By Sherry Qin


Chinese electric-car maker XPeng seems to making progress in its bid to turn profitable this year, guiding for more sales growth after posting a sharply narrowed net loss and record-high revenue.

The company pared its net loss in the final three months of last year, amid strong sales of electric SUVs and robust deliveries.

Guangzhou, China-based XPeng said Tuesday that it reduced its net loss to 1.35 billion yuan ($187.5 million) from CNY2.36 billion in the year-earlier period, thanks to a jump in revenue.

Quarterly revenue more than doubled from a year earlier to a CNY13.05 billion, which the company attributed to the accelerating sales growth of its G6 and G9 sports utility vehicles. It has guided for a 44%-54% on-year rise in revenue in the first quarter of this year.

The quarterly revenue jump brought XPeng's full-year revenue to CNY30.68 billion, up 14% from the previous year.

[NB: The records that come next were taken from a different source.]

use log::{debug, warn};
use web_sys::window;
use yew::prelude::*;

use crate::error::{document, UiError};

pub const THEME_KEY: &str = "theme";
const THEME_ATTR: &str = "data-theme";

#[derive(Debug, Clone, Copy, PartialEq, Eq, Default)]
pub enum Theme {
    #[default]
    Light,
    Dark,
}

impl Theme {
    pub fn parse(value: &str) -> Option<Self> {
        match value {
            "light" => Some(Theme::Light),
            "dark" => Some(Theme::Dark),
            _ => None,
        }
    }

    pub fn as_str(&self) -> &'static str {
        match self {
            Theme::Light => "light",
            Theme::Dark => "dark",
        }
    }

    pub fn toggled(self) -> Self {
        match self {
            Theme::Light => Theme::Dark,
            Theme::Dark => Theme::Light,
        }
    }

    /// Dark mode offers the sun to switch back, light mode the moon.
    pub fn icon_class(&self) -> &'static str {
        match self {
            Theme::Light => "fas fa-moon",
            Theme::Dark => "fas fa-sun",
        }
    }
}

/// Key-value store for user preferences. The theme is the only thing kept.
pub trait PreferenceStore {
    fn get(&self, key: &str) -> Option<String>;
    fn set(&self, key: &str, value: &str);
}

/// `window.localStorage`; silently does nothing where storage is blocked.
pub struct LocalStorage;

impl PreferenceStore for LocalStorage {
    fn get(&self, key: &str) -> Option<String> {
        window()?.local_storage().ok()??.get_item(key).ok()?
    }

    fn set(&self, key: &str, value: &str) {
        if let Some(window) = window() {
            if let Ok(Some(storage)) = window.local_storage() {
                if storage.set_item(key, value).is_err() {
                    warn!("Could not persist {}", key);
                }
            }
        }
    }
}

pub fn load_theme(store: &dyn PreferenceStore) -> Theme {
    store
        .get(THEME_KEY)
        .and_then(|value| Theme::parse(&value))
        .unwrap_or_default()
}

pub fn save_theme(store: &dyn PreferenceStore, theme: Theme) {
    store.set(THEME_KEY, theme.as_str());
}

/// Sets `data-theme` on `<html>` so the stylesheet can switch palettes.
pub fn apply_theme(theme: Theme) -> Result<(), UiError> {
    let root = document()?
        .document_element()
        .ok_or_else(|| UiError::MissingElement("html".to_string()))?;
    root.set_attribute(THEME_ATTR, theme.as_str())?;
    Ok(())
}

#[function_component(ThemeToggle)]
pub fn theme_toggle() -> Html {
    let theme = use_state(|| load_theme(&LocalStorage));

    {
        use_effect_with_deps(
            move |theme: &Theme| {
                debug!("Applying {} theme", theme.as_str());
                if let Err(e) = apply_theme(*theme) {
                    warn!("Could not apply theme: {}", e);
                }
                save_theme(&LocalStorage, *theme);
                || ()
            },
            *theme,
        );
    }

    let onclick = {
        let theme = theme.clone();
        Callback::from(move |_: MouseEvent| {
            theme.set(theme.toggled());
        })
    };

    html! {
        <button id="theme-toggle" class="theme-toggle" aria-label="Toggle theme" {onclick}>
            <i class={theme.icon_class()}></i>
        </button>
    }
}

Its annual net loss widened to CNY10.38 billion from CNY9.14 billion in 2022.

XPeng delivered 60,158 vehicles in the fourth quarter, more than double from a year earlier. However, it expects first-quarter deliveries to decline, projecting a range of between 21,000 and 22,500.

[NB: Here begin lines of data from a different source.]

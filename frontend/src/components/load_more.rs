use gloo_timers::callback::Timeout;
use yew::prelude::*;

pub const LOAD_MORE_RESET_MS: u32 = 3000;

pub fn load_more_label(exhausted: bool) -> &'static str {
    if exhausted {
        "No more posts to load"
    } else {
        "Load More Posts"
    }
}

/// Placeholder until posts come from somewhere: says there is nothing more,
/// then re-arms itself.
#[function_component(LoadMoreButton)]
pub fn load_more_button() -> Html {
    let exhausted = use_state_eq(|| false);

    let onclick = {
        let exhausted = exhausted.clone();
        Callback::from(move |_: MouseEvent| {
            exhausted.set(true);
            let setter = exhausted.setter();
            Timeout::new(LOAD_MORE_RESET_MS, move || {
                setter.set(false);
            })
            .forget();
        })
    };

    html! {
        <button class="btn btn-secondary load-more-btn" disabled={*exhausted} {onclick}>
            {load_more_label(*exhausted)}
        </button>
    }
}

#[cfg(test)]
mod tests {
    use super::*;

    #[test]
    fn label_follows_state() {
        assert_eq!(load_more_label(false), "Load More Posts");
        assert_eq!(load_more_label(true), "No more posts to load");
    }
}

Like other carmakers, XPeng has been cutting prices on its models as competition intensifies. Citi analysts have warned that oversupply and the ongoing price war in China's EV market pose a risk to XPeng, whose models compete directly with those of U.S. giant Tesla.

XPeng, which has yet turn a profit, has strived to reduce costs via economies of scale and product mix improvements.

The company said Tuesday that its gross margin recovered to 6.2% from negative 2.7% for the third quarter, while its vehicle margin increased.

"Our plans on cost reduction...have begun to bear fruit," Co-President Dr. Hongdi Brian Gu said alongside the earnings results.

Aside from price cuts, the company is betting that new product launches will help it expand in the mass market and sharpen its competitive edge.

XPeng announced last weekend that it would launch a cheaper EV brand within the next month. Over the next three years, it has more than 10 new models in the pipeline, Chief Executive He Xiaopeng said Tuesday.

"XPeng is about to embark on a major product cycle," he said.